TC Electonic "DBMax"
Five-band Digital Signal Processor Review ã 1999 by Eddie Ciletti
Your stereo mix is the biggest challenge for any dynamics processor. That’s why it’s so difficult to find the right one. Processing just a kick, vocal or bass track is easy, but you can never fully optimize the attack and release parameters for full-spectrum audio program. ADJUSTABLE COW When you hear or read the hyper-raves about a vintage Neve or Fairchild compressor / limiter, keep in mind that while these boxes have a certain "Magic," they aren’t perfect for all mixes. And you can’t just take a piece of a circuit, like the gain reduction device — optical or FET or variable-mu — and surround it with opamps. The full-monty magic is the combination of transformer saturation, the characteristic tube or transistor overload plus your mix. Translation: You can tune your mix for a specific compressor but the reverse is not always true. GROVELLING FOR BEADS AND OTHER TRINKETS If all of this "sonic voodoo" sounds like a bit of a crapshoot, it is! To increase the odds you have to be either very rich, very knowledgeable or have a multi-band compressor. The latter is what made the TC Finalizer successful. By splitting the signal into three bands — low, mid and high — each compressor / limiter can be optimized for that specific frequency range. It’s not magic. It’s multitasking for audio. That’s why I was thrilled to snag the broadcast version of the Finalizer,
DBMax,
after seeing it at the TC Electronic booth at last year’s AES show. It
looks like the Finalizer because it’s the same basic hardware but with
software optimized for Broadcast purposes. Instead of three bands, the
audio spectrum is now divided into five bands. This is not new for broadcasting,
but doing so in the digital domain means you can save settings. Considering
how bad commercial radio sounds, anything that motivates broadcasters to
attempt improvement should be encouraged.
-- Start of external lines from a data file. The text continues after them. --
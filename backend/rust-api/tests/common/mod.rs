#![allow(dead_code)]

use axum::{
    body::{to_bytes, Body},
    http::{header, Request, StatusCode},
    Router,
};
use base64::{engine::general_purpose, Engine as _};
use chrono::{Duration, Utc};
use serde_json::Value;
use std::sync::Arc;
use tower::ServiceExt;

use quiz_api::{
    config::Config,
    create_router,
    middlewares::auth::{JwtClaims, JwtService},
    models::QuestionUpload,
    services::{store::memory::MemoryStore, store::QuestionStore, AppState},
};

pub const SIGNING_KEY: &str = "integration-test-signing-key";

pub struct TestApp {
    pub router: Router,
    pub store: Arc<MemoryStore>,
}

pub fn create_test_app() -> TestApp {
    let _ = tracing_subscriber::fmt()
        .with_test_writer()
        .with_max_level(tracing::Level::DEBUG)
        .try_init();

    let store = Arc::new(MemoryStore::new());
    let state = AppState::with_store(Config::in_memory(SIGNING_KEY), store.clone());

    TestApp {
        router: create_router(Arc::new(state)),
        store,
    }
}

/// Mint a bearer token directly, skipping the login round trip.
pub fn token_for(username: &str, is_admin: bool) -> String {
    let now = Utc::now();
    JwtService::new(SIGNING_KEY)
        .generate_token(JwtClaims {
            sub: username.to_string(),
            is_admin,
            exp: (now + Duration::minutes(45)).timestamp() as usize,
            iat: now.timestamp() as usize,
        })
        .expect("Failed to sign test token")
}

pub fn basic_auth(username: &str, password: &str) -> String {
    format!(
        "Basic {}",
        general_purpose::STANDARD.encode(format!("{}:{}", username, password))
    )
}

/// Two "capitals" questions: France/Paris first, Germany/Berlin second.
pub async fn seed_capitals(store: &MemoryStore) {
    let questions: Vec<_> = [("Capital of France?", "Paris"), ("Capital of Germany?", "Berlin")]
        .into_iter()
        .map(|(prompt, answer)| {
            QuestionUpload {
                question: prompt.to_string(),
                options: vec![answer.to_string(), "Madrid".to_string(), "Rome".to_string()],
                correct_answer: answer.to_string(),
                distractors: None,
            }
            .into_question("capitals")
        })
        .collect();
    store
        .insert_many(&questions)
        .await
        .expect("Failed to seed questions");
}

pub async fn send(router: &Router, request: Request<Body>) -> (StatusCode, Value) {
    let response = router
        .clone()
        .oneshot(request)
        .await
        .expect("Router failed to respond");
    let status = response.status();
    let bytes = to_bytes(response.into_body(), usize::MAX)
        .await
        .expect("Failed to read response body");
    let body = if bytes.is_empty() {
        Value::Null
    } else {
        serde_json::from_slice(&bytes).unwrap_or_else(|_| {
            Value::String(String::from_utf8_lossy(&bytes).into_owned())
        })
    };
    (status, body)
}

pub fn authed(method: &str, uri: &str, token: &str, body: Option<Value>) -> Request<Body> {
    let builder = Request::builder()
        .method(method)
        .uri(uri)
        .header(header::AUTHORIZATION, format!("Bearer {}", token));
    match body {
        Some(json) => builder
            .header(header::CONTENT_TYPE, "application/json")
            .body(Body::from(json.to_string()))
            .expect("Failed to build request"),
        None => builder.body(Body::empty()).expect("Failed to build request"),
    }
}

/// Generate a quiz for `token` and return `(quiz_id, question ids in order)`.
pub async fn start_quiz(router: &Router, token: &str, topic: &str) -> (String, Vec<String>) {
    let (status, body) = send(
        router,
        authed("POST", &format!("/api/quiz?topic={}", topic), token, None),
    )
    .await;
    assert_eq!(status, StatusCode::OK, "quiz generation failed: {}", body);

    let quiz = &body["quiz"];
    let ids = quiz["questions"]
        .as_array()
        .expect("questions array")
        .iter()
        .map(|q| q["id"].as_str().expect("question id").to_string())
        .collect();
    (quiz["id"].as_str().expect("quiz id").to_string(), ids)
}
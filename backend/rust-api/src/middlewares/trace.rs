use axum::{
    extract::Request,
    http::{header::HeaderName, HeaderValue},
    middleware::Next,
    response::Response,
};
use uuid::Uuid;

pub const TRACE_ID_HEADER: &str = "x-trace-id";

/// Reuses the caller's `x-trace-id` or mints one, and echoes it on the response.
pub async fn trace_context_middleware(request: Request, next: Next) -> Response {
    let trace_id = request
        .headers()
        .get(TRACE_ID_HEADER)
        .and_then(|value| value.to_str().ok())
        .filter(|value| !value.is_empty())
        .map(str::to_string)
        .unwrap_or_else(|| Uuid::new_v4().to_string());

    tracing::debug!(trace_id = %trace_id, "{} {}", request.method(), request.uri().path());

    let mut response = next.run(request).await;

    if response.headers().get(TRACE_ID_HEADER).is_none() {
        if let Ok(value) = HeaderValue::from_str(&trace_id) {
            response
                .headers_mut()
                .insert(HeaderName::from_static(TRACE_ID_HEADER), value);
        }
    }

    response
}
CROSS DRESSING Why review a broadcast product in a project studio magazine? Well, a microphone designated as being "perfect for guitar" can be used on other instruments, so too can the DBMax find life in other environs. Splitting the audio into five bands works great for the Expander. Funny isn’t it. Here’s a box that can bring back The Dead (hello, Jerry?) and I’m getting my jollies playing with the expander… By choosing the fastest release time on the "ring" band (centered at about 430 Hz), the DBMax effectively killed the ring in a snare drum without sucking the life out of it. Slower release-time settings on the other bands let the "good leakage" through — the upper-frequency "air" and that dirty low-down womp! I also used the multi-band expander along with the equalizer to "denoise" some old AM radio broadcasts.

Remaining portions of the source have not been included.